Over and over, as they came back into balance, they spontaneously remarked how easy it is to kid around with others, how much more fun flirting is, how much more confident they feel, how they can smile at strangers, and so on.
As social anxiety is associated with low dopamine, and dopamine drops after orgasm...there could be a major cause of social anxiety right on our computer screens. Just sayin'....
In other words, coitus starts; people are feeling good; the moment comes; the moment goes; cake is consumed; and a slow sensational drop to the floor ensues. So yes, a dopamine drop does occur, but it's a drop from an elevated level.
I don't think men develop SAD right after we empty the tankers.
The pressure is put on the husband and wife to perform in the work place(s) so that by the time they get home, another "performace" is the last thing on their minds. My middle son who is a manager and his wife who is also a manager take three day vacations just to catch up on sleep every few weeks.
If you own your own business forget it the hours and stress and anexity are even stronger and longer. Making the time for kissing and a hugging even less. I know I had my own printing business plus a full time job and my wife had her own gift basket business plus a full time job. We passed each other in the hall or driveway, for years.
It's a sport taken up by women far more than men. Come on ladies, the men shared their stories.
What we've wound up with are plenty of sexual images and sexual activity going on, and plenty of emotionally unsatisfied people of both sexes and all orientations. We've erased from our racial memory the seeking out of suitable partners and substituted quantity for quality. Just another aspect of an advanced consumer society still operating from an infantile state of need.
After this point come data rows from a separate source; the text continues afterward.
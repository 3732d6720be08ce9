use crate::ans::{AnsCoder, ANS_L_BASE};
use crate::bit_utils::{count_one_bits32, reverse_bits32};
use crate::encoder_buffer::EncoderBuffer;

/// Binary rANS coder with a single zero-bit probability computed over the
/// whole sequence. Stream layout: `prob_zero:u8, byte_count:varint, bytes`.
#[derive(Default)]
pub struct RAnsBitEncoder {
    bit_counts: [u64; 2],
    bits: Vec<u32>,
    local_bits: u32,
    num_local_bits: u32,
}

impl RAnsBitEncoder {
    pub fn new() -> Self {
        Self::default()
    }

    pub fn start_encoding(&mut self) {
        self.clear();
    }

    pub fn clear(&mut self) {
        self.bit_counts = [0; 2];
        self.bits.clear();
        self.local_bits = 0;
        self.num_local_bits = 0;
    }

    pub fn encode_bit(&mut self, bit: bool) {
        if bit {
            self.bit_counts[1] += 1;
            self.local_bits |= 1 << self.num_local_bits;
        } else {
            self.bit_counts[0] += 1;
        }
        self.num_local_bits += 1;
        if self.num_local_bits == 32 {
            self.bits.push(self.local_bits);
            self.num_local_bits = 0;
            self.local_bits = 0;
        }
    }

    pub fn encode_least_significant_bits32(&mut self, nbits: u32, value: u32) {
        debug_assert!(nbits > 0 && nbits <= 32);

        let reversed = reverse_bits32(value) >> (32 - nbits);
        let ones = count_one_bits32(reversed);
        self.bit_counts[0] += (nbits - ones) as u64;
        self.bit_counts[1] += ones as u64;

        let remaining = 32 - self.num_local_bits;
        if nbits <= remaining {
            self.local_bits |= reversed << self.num_local_bits;
            self.num_local_bits += nbits;
            if self.num_local_bits == 32 {
                self.bits.push(self.local_bits);
                self.local_bits = 0;
                self.num_local_bits = 0;
            }
        } else {
            self.local_bits |= reversed << self.num_local_bits;
            self.bits.push(self.local_bits);
            self.local_bits = reversed >> remaining;
            self.num_local_bits = nbits - remaining;
        }
    }

    pub fn end_encoding(&mut self, target_buffer: &mut EncoderBuffer) {
        let total = self.bit_counts[0] + self.bit_counts[1];
        let total = if total == 0 { 1 } else { total };

        let zero_prob_raw = ((self.bit_counts[0] as f64 / total as f64) * 256.0 + 0.5) as u32;
        let zero_prob = zero_prob_raw.clamp(1, 255) as u8;

        let mut ans_coder = AnsCoder::new();
        ans_coder.write_init(ANS_L_BASE);

        // The ANS stream is LIFO, so push the buffered bits back to front.
        for i in (0..self.num_local_bits).rev() {
            let bit = (self.local_bits >> i) & 1;
            ans_coder.rabs_write(bit != 0, zero_prob);
        }
        for &word in self.bits.iter().rev() {
            for i in (0..32).rev() {
                let bit = (word >> i) & 1;
                ans_coder.rabs_write(bit != 0, zero_prob);
            }
        }

        ans_coder
            .write_end()
            .expect("binary ANS state is always serializable");

        target_buffer.encode_u8(zero_prob);
        target_buffer.encode_varint(ans_coder.data().len() as u64);
        target_buffer.encode_data(ans_coder.data());
        self.clear();
    }
}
It may be that if we don't want to be manipulated by this situation, we need to learn more about the subconscious bonding cues that keep bonds deeply satisfying. "Sure Ways to Stay in Love": http://www.huffingtonpost.com/marnia-robinson/sure-ways-to-stay-in-love_b_282615.html And even learn to make love in a way that promotes balance: "Another Way to Make Love" http://www.huffingtonpost.com/marnia-robinson/another-way-to-make-love_b_272759.html
Some of us prefer to embrace our biological drives in lieu of some imagined need for social fulfillment.
Pleasure is and has always been the primary motivator for sexual stimulation. Pretending that we're "victims" of some societal plot to disintegrate a quixotic philosophy does nothing to avert the concept's inevitable residency in the desert of unfulfillment.
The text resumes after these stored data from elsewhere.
//! Top-level mesh decoder: header parsing, method dispatch and the
//! symmetric inverse of the attribute coding pipeline.

use crate::attribute_octahedron_transform::AttributeOctahedronTransform;
use crate::attribute_quantization_transform::AttributeQuantizationTransform;
use crate::compression_config::{
    MESH_CORNER_ATTRIBUTE, SEQUENTIAL_ATTRIBUTE_ENCODER_GENERIC,
    SEQUENTIAL_ATTRIBUTE_ENCODER_INTEGER, SEQUENTIAL_ATTRIBUTE_ENCODER_NORMALS,
    SEQUENTIAL_ATTRIBUTE_ENCODER_QUANTIZATION,
};
use crate::decoder_buffer::DecoderBuffer;
use crate::draco_types::DataType;
use crate::geometry_attribute::{GeometryAttributeType, PointAttribute};
use crate::geometry_indices::{AttributeValueIndex, PointIndex};
use crate::mesh::{Mesh, MeshAttributeElementType};
use crate::mesh_edgebreaker_decoder::MeshEdgebreakerConnectivityDecoder;
use crate::mesh_edgebreaker_shared::TraversalKind;
use crate::mesh_traversal_sequencer::{
    generate_sequence, sequence_points, update_point_to_attribute_index_mapping,
    AttributeCornerTableView,
};
use crate::sequential_attribute_decoder;
use crate::sequential_integer_attribute_decoder::decode_integer_values;
use crate::sequential_integer_attribute_encoder::MeshPredictionContext;
use crate::status::{corrupt, DracoError, StatusOr};
use crate::version::{is_supported_version, DRACO_MAGIC};

struct AttributeHeader {
    att_data_id: i8,
    element_type: u8,
    traversal_method: u8,
    att_type: GeometryAttributeType,
    data_type: DataType,
    num_components: u8,
    normalized: bool,
    unique_id: u16,
    seq_type: u8,
}

pub struct MeshDecoder;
So women have the triple wammy of having to navigate menopause and maintain desire, a tougher self-image when it comes to their body aging and possibly a hard-coded loss of sexual interest in their partner sexually over time.
Overall, I think its a factor in men's wandering attention as they reach middle age. Not saying its right but...
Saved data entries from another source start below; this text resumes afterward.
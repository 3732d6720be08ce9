use crate::geometry_attribute::GeometryAttributeType;
use crate::mesh_edgebreaker_shared::TraversalKind;
use crate::prediction_scheme::PredictionSchemeMethod;

/// The knobs the core codec reads. Speed trades compression for time:
/// high speeds pick the standard traversal coder, low speeds the
/// valence-adaptive one, and speed 0 additionally switches positions to
/// the prediction-degree traversal order.
#[derive(Debug, Clone)]
pub struct EncoderOptions {
    pub encoding_speed: i32,
    pub position_quantization_bits: u32,
    pub normal_quantization_bits: u32,
    pub tex_coord_quantization_bits: u32,
    pub generic_quantization_bits: u32,
    pub traversal_kind_override: Option<TraversalKind>,
    pub prediction_override: Option<PredictionSchemeMethod>,
}

impl Default for EncoderOptions {
    fn default() -> Self {
        Self {
            encoding_speed: 5,
            // 0 disables quantization (lossless float pass-through).
            position_quantization_bits: 0,
            normal_quantization_bits: 0,
            tex_coord_quantization_bits: 0,
            generic_quantization_bits: 0,
            traversal_kind_override: None,
            prediction_override: None,
        }
    }
}

impl EncoderOptions {
    pub fn traversal_kind(&self) -> TraversalKind {
        if let Some(kind) = self.traversal_kind_override {
            return kind;
        }
        if self.encoding_speed >= 5 {
            TraversalKind::Standard
        } else {
            TraversalKind::Valence
        }
    }

    pub fn quantization_bits(&self, att_type: GeometryAttributeType) -> u32 {
        match att_type {
            GeometryAttributeType::Position => self.position_quantization_bits,
            GeometryAttributeType::Normal => self.normal_quantization_bits,
            GeometryAttributeType::TexCoord => self.tex_coord_quantization_bits,
            _ => self.generic_quantization_bits,
        }
    }
}
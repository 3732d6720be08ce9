/// Container magic and the single bitstream version this build reads
/// and writes.
pub const DRACO_MAGIC: &[u8; 5] = b"DRACO";
pub const BITSTREAM_VERSION_MAJOR: u8 = 2;
pub const BITSTREAM_VERSION_MINOR: u8 = 2;

/// Versions the decoder accepts.
pub fn is_supported_version(major: u8, minor: u8) -> bool {
    major == BITSTREAM_VERSION_MAJOR && minor <= BITSTREAM_VERSION_MINOR
}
Allowing yourself the constant selfish needs builds up an contempt in you mind for the act it's self which you have to deal with for a long time.
I was an addict and when you act like a wild animal out of control seeking that rush you need a reality check bad !!!!
I'm addicted to air! Someone help!
"In medical terminology, an addiction is a chronic neurobiologic disorder that has genetic, psychosocial, and environmental dimensions and is characterized by one of the following: the continued use of a substance despite its detrimental effects, impaired control over the use of a drug (compulsive behavior), and preoccupation with a drug's use for non-therapeutic purposes (i.e. craving the drug).[1] Addiction is often accompanied by the presence of deviant behaviors (for instance stealing money and forging prescriptions) that are used to obtain a drug."
It shouldn't take much creativity to substitute "behavior" for "substance"; I don't believe there's much dispute that some can become addicted to gambling.
I'm addicted to water! Someone help!